* **Exercise details**
Say how many lines in the entries below mention "struct", with no other words.

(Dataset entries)
//! In-memory store
//!
//! All tables live behind one mutex, so every trait method is trivially
//! atomic. Used when `DATABASE_URL` is unset in development and by tests.

use async_trait::async_trait;
use parking_lot::Mutex;
use shared::models::{
    Cart, CartContents, CartLine, CustomerProfile, NewOrder, Notification, NotificationDraft,
    Order, OrderLineRecord, OrderStatus, Product, ProductCreate, ProductFilter, ProductStatus,
    ProductUpdate, VendorProfile,
};
use shared::util::now;
use std::collections::{BTreeMap, BTreeSet, HashMap};

use super::{MarketStore, Resource, StoreError, StoreResult};

#[derive(Debug, Clone)]
struct CartItemRow {
    id: i64,
    cart_id: i64,
    product_id: i64,
    quantity: i32,
}

#[derive(Debug, Default)]
struct Sequences {
    product: i64,
    cart: i64,
    cart_item: i64,
    order: i64,
    notification: i64,
}

fn next(seq: &mut i64) -> i64 {
    *seq += 1;
    *seq
}

#[derive(Debug, Default)]
struct Tables {
    seq: Sequences,
    products: BTreeMap<i64, Product>,
    customer_profiles: HashMap<String, CustomerProfile>,
    vendor_profiles: HashMap<String, VendorProfile>,
    /// customer_id → cart
    carts: HashMap<String, Cart>,
    cart_items: BTreeMap<i64, CartItemRow>,
    orders: BTreeMap<i64, Order>,
    notifications: BTreeMap<i64, Notification>,
}

impl Tables {
    fn insert_notification(&mut self, draft: NotificationDraft) -> Notification {
        let notification = Notification {
            id: next(&mut self.seq.notification),
            user_id: draft.user_id,
            message: draft.message,
            is_read: false,
            created_at: now(),
            order_id: draft.order_id,
        };
        self.notifications
            .insert(notification.id, notification.clone());
        notification
    }

    fn order_vendor_ids(&self, order: &Order) -> BTreeSet<String> {
        order
            .items
            .iter()
            .filter_map(|item| self.products.get(&item.product_id))
            .map(|p| p.vendor_id.clone())
            .collect()
    }

    /// Cart item belonging to the customer's cart
    fn owned_cart_item(&self, customer_id: &str, item_id: i64) -> StoreResult<&CartItemRow> {
        let cart = self
            .carts
            .get(customer_id)
            .ok_or_else(|| StoreError::NotFound(Resource::CartItem))?;
        self.cart_items
            .get(&item_id)
            .filter(|row| row.cart_id == cart.id)
            .ok_or_else(|| StoreError::NotFound(Resource::CartItem))
    }
}

fn newest_first(orders: &mut [Order]) {
    orders.sort_by(|a, b| b.created_at.cmp(&a.created_at).then(b.id.cmp(&a.id)));
}

/// Mutex-guarded in-memory implementation of [`MarketStore`]
#[derive(Debug, Default)]
pub struct MemoryStore {
    tables: Mutex<Tables>,
}

impl MemoryStore {
    pub fn new() -> Self {
        Self::default()
    }
}

#[async_trait]
impl MarketStore for MemoryStore {
    async fn insert_product(&self, vendor_id: &str, data: &ProductCreate) -> StoreResult<Product> {
        let mut t = self.tables.lock();
        let product = Product {
            id: next(&mut t.seq.product),
            vendor_id: vendor_id.to_string(),
            name: data.name.clone(),
            description: data.description.clone(),
            price: data.price,
            image_path: data.image_path.clone(),
            status: ProductStatus::Pending,
            version: 1,
        };
        t.products.insert(product.id, product.clone());
        Ok(product)
    }

    async fn update_product(
        &self,
        id: i64,
        vendor_id: &str,
        data: &ProductUpdate,
    ) -> StoreResult<Product> {
        let mut t = self.tables.lock();
        let product = t
            .products
            .get_mut(&id)
            .filter(|p| p.vendor_id == vendor_id)
            .ok_or_else(|| StoreError::NotFound(Resource::Product))?;
        if product.version != data.version {
            return Err(StoreError::Conflict(format!(
                "product {id} is at version {}, update was based on {}",
                product.version, data.version
            )));
        }
        product.name = data.name.clone();
        product.description = data.description.clone();
        product.price = data.price;
        product.image_path = data.image_path.clone();
        product.version += 1;
        Ok(product.clone())
    }

    async fn delete_product(&self, id: i64, vendor_id: &str) -> StoreResult<()> {
        let mut t = self.tables.lock();
        if !t.products.get(&id).is_some_and(|p| p.vendor_id == vendor_id) {
            return Err(StoreError::NotFound(Resource::Product));
        }
        let referenced = t
            .orders
            .values()
            .any(|o| o.items.iter().any(|i| i.product_id == id));
        if referenced {
            return Err(StoreError::InUse(format!("Product {id}")));
        }
        t.products.remove(&id);
        t.cart_items.retain(|_, row| row.product_id != id);
        Ok(())
    }

    async fn get_product(&self, id: i64) -> StoreResult<Option<Product>> {
        Ok(self.tables.lock().products.get(&id).cloned())
    }

    async fn list_products(&self, filter: &ProductFilter) -> StoreResult<Vec<Product>> {
        let t = self.tables.lock();
        Ok(t.products
            .values()
            .filter(|p| filter.matches(p))
            .cloned()
            .collect())
    }

    async fn set_product_status(&self, id: i64, status: ProductStatus) -> StoreResult<Product> {
        let mut t = self.tables.lock();
        let product = t
            .products
            .get_mut(&id)
            .ok_or_else(|| StoreError::NotFound(Resource::Product))?;
        product.status = status;
        product.version += 1;
        Ok(product.clone())
    }

    async fn get_customer_profile(&self, user_id: &str) -> StoreResult<Option<CustomerProfile>> {
        Ok(self.tables.lock().customer_profiles.get(user_id).cloned())
    }

    async fn upsert_customer_profile(
        &self,
        profile: CustomerProfile,
    ) -> StoreResult<CustomerProfile> {
        let mut t = self.tables.lock();
        t.customer_profiles
            .insert(profile.user_id.clone(), profile.clone());
        Ok(profile)
    }

    async fn get_vendor_profile(&self, user_id: &str) -> StoreResult<Option<VendorProfile>> {
        Ok(self.tables.lock().vendor_profiles.get(user_id).cloned())
    }

    async fn upsert_vendor_profile(&self, profile: VendorProfile) -> StoreResult<VendorProfile> {
        let mut t = self.tables.lock();
        t.vendor_profiles
            .insert(profile.user_id.clone(), profile.clone());
        Ok(profile)
    }

    async fn load_cart(&self, customer_id: &str) -> StoreResult<Option<CartContents>> {
        let t = self.tables.lock();
        let Some(cart) = t.carts.get(customer_id) else {
            return Ok(None);
        };
        let lines = t
            .cart_items
            .values()
            .filter(|row| row.cart_id == cart.id)
            .filter_map(|row| {
                t.products.get(&row.product_id).map(|product| CartLine {
                    item_id: row.id,
                    quantity: row.quantity,
                    product: product.clone(),
                })
            })
            .collect();
        Ok(Some(CartContents {
            cart: cart.clone(),
            lines,
        }))
    }

    async fn add_cart_item(&self, customer_id: &str, product_id: i64) -> StoreResult<i32> {
        let mut t = self.tables.lock();
        if !t.products.contains_key(&product_id) {
            return Err(StoreError::NotFound(Resource::Product));
        }
        let existing = t.carts.get(customer_id).map(|cart| cart.id);
        let cart_id = match existing {
            Some(id) => id,
            None => {
                let cart = Cart {
                    id: next(&mut t.seq.cart),
                    customer_id: customer_id.to_string(),
                };
                let id = cart.id;
                t.carts.insert(customer_id.to_string(), cart);
                id
            }
        };
        if let Some(row) = t
            .cart_items
            .values_mut()
            .find(|row| row.cart_id == cart_id && row.product_id == product_id)
        {
            row.quantity += 1;
            return Ok(row.quantity);
        }
        let id = next(&mut t.seq.cart_item);
        t.cart_items.insert(
            id,
            CartItemRow {
                id,
                cart_id,
                product_id,
                quantity: 1,
            },
        );
        Ok(1)
    }

    async fn decrement_cart_item(
        &self,
        customer_id: &str,
        item_id: i64,
    ) -> StoreResult<Option<i32>> {
        let mut t = self.tables.lock();
        let quantity = t.owned_cart_item(customer_id, item_id)?.quantity;
        if quantity > 1 {
            if let Some(row) = t.cart_items.get_mut(&item_id) {
                row.quantity -= 1;
            }
            Ok(Some(quantity - 1))
        } else {
            t.cart_items.remove(&item_id);
            Ok(None)
        }
    }

    async fn remove_cart_item(&self, customer_id: &str, item_id: i64) -> StoreResult<()> {
        let mut t = self.tables.lock();
        t.owned_cart_item(customer_id, item_id)?;
        t.cart_items.remove(&item_id);
        Ok(())
    }

    async fn place_order(
        &self,
        order: NewOrder,
        notifications: Vec<NotificationDraft>,
    ) -> StoreResult<(Order, Vec<Notification>)> {
        let mut t = self.tables.lock();
        if let Some(missing) = order
            .items
            .iter()
            .find(|i| !t.products.contains_key(&i.product_id))
        {
            tracing::debug!(product_id = missing.product_id, "Order references unknown product");
            return Err(StoreError::NotFound(Resource::Product));
        }

        let placed = Order {
            id: next(&mut t.seq.order),
            customer_id: order.customer_id,
            created_at: order.created_at,
            contact: order.contact,
            total_amount: order.total_amount,
            status: OrderStatus::Pending,
            items: order.items,
        };
        t.orders.insert(placed.id, placed.clone());

        let recorded = notifications
            .into_iter()
            .map(|draft| t.insert_notification(draft.for_order(placed.id)))
            .collect();

        t.cart_items.retain(|_, row| row.cart_id != order.cart_id);
        Ok((placed, recorded))
    }

    async fn get_order(&self, id: i64) -> StoreResult<Option<Order>> {
        Ok(self.tables.lock().orders.get(&id).cloned())
    }

    async fn order_vendor_ids(&self, order_id: i64) -> StoreResult<Vec<String>> {
        let t = self.tables.lock();
        Ok(t.orders
            .get(&order_id)
            .map(|order| t.order_vendor_ids(order).into_iter().collect())
            .unwrap_or_default())
    }

    async fn list_customer_orders(&self, customer_id: &str) -> StoreResult<Vec<Order>> {
        let t = self.tables.lock();
        let mut orders: Vec<Order> = t
            .orders
            .values()
            .filter(|o| o.customer_id == customer_id)
            .cloned()
            .collect();
        newest_first(&mut orders);
        Ok(orders)
    }

    async fn list_vendor_orders(&self, vendor_id: &str) -> StoreResult<Vec<Order>> {
        let t = self.tables.lock();
        let mut orders: Vec<Order> = t
            .orders
            .values()
            .filter(|o| t.order_vendor_ids(o).contains(vendor_id))
            .cloned()
            .collect();
        newest_first(&mut orders);
        Ok(orders)
    }

    async fn transition_order(
        &self,
        order_id: i64,
        from: OrderStatus,
        to: OrderStatus,
        notification: NotificationDraft,
    ) -> StoreResult<(Order, Notification)> {
        let mut t = self.tables.lock();
        let order = t
            .orders
            .get_mut(&order_id)
            .ok_or_else(|| StoreError::NotFound(Resource::Order))?;
        if order.status != from {
            return Err(StoreError::Conflict(format!(
                "order {order_id} is {}, expected {from}",
                order.status
            )));
        }
        order.status = to;
        let updated = order.clone();
        let recorded = t.insert_notification(notification);
        Ok((updated, recorded))
    }

    async fn has_active_order(&self, customer_id: &str) -> StoreResult<bool> {
        let t = self.tables.lock();
        Ok(t
            .orders
            .values()
            .any(|o| o.customer_id == customer_id && o.status.is_active()))
    }

    async fn list_order_lines(&self, vendor_id: Option<&str>) -> StoreResult<Vec<OrderLineRecord>> {
        let t = self.tables.lock();
        let mut lines = Vec::new();
        for order in t.orders.values() {
            for item in &order.items {
                let Some(product) = t.products.get(&item.product_id) else {
                    continue;
                };
                if vendor_id.is_some_and(|v| v != product.vendor_id) {
                    continue;
                }
                lines.push(OrderLineRecord {
                    order_id: order.id,
                    customer_id: order.customer_id.clone(),
                    status: order.status,
                    order_date: order.created_at.date_naive(),
                    product_id: product.id,
                    product_name: product.name.clone(),
                    vendor_id: product.vendor_id.clone(),
                    quantity: item.quantity,
                    unit_price: item.unit_price,
                });
            }
        }
        Ok(lines)
    }

    async fn count_vendors(&self) -> StoreResult<i64> {
        let t = self.tables.lock();
        let vendors: BTreeSet<&str> = t.products.values().map(|p| p.vendor_id.as_str()).collect();
        Ok(vendors.len() as i64)
    }

    async fn insert_notification(&self, draft: NotificationDraft) -> StoreResult<Notification> {
        Ok(self.tables.lock().insert_notification(draft))
    }

    async fn list_recent_notifications(
        &self,
        user_id: &str,
        limit: i64,
    ) -> StoreResult<Vec<Notification>> {
        let t = self.tables.lock();
        let mut found: Vec<Notification> = t
            .notifications
            .values()
            .filter(|n| n.user_id == user_id)
            .cloned()
            .collect();
        found.sort_by(|a, b| b.created_at.cmp(&a.created_at).then(b.id.cmp(&a.id)));
        found.truncate(limit.max(0) as usize);
        Ok(found)
    }

    async fn get_notification(&self, id: i64) -> StoreResult<Option<Notification>> {
        Ok(self.tables.lock().notifications.get(&id).cloned())
    }

    async fn mark_notification_read(&self, id: i64) -> StoreResult<()> {
        let mut t = self.tables.lock();
        let notification = t
            .notifications
            .get_mut(&id)
            .ok_or_else(|| StoreError::NotFound(Resource::Notification))?;
        notification.is_read = true;
        Ok(())
    }
}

* **Output of the task**
4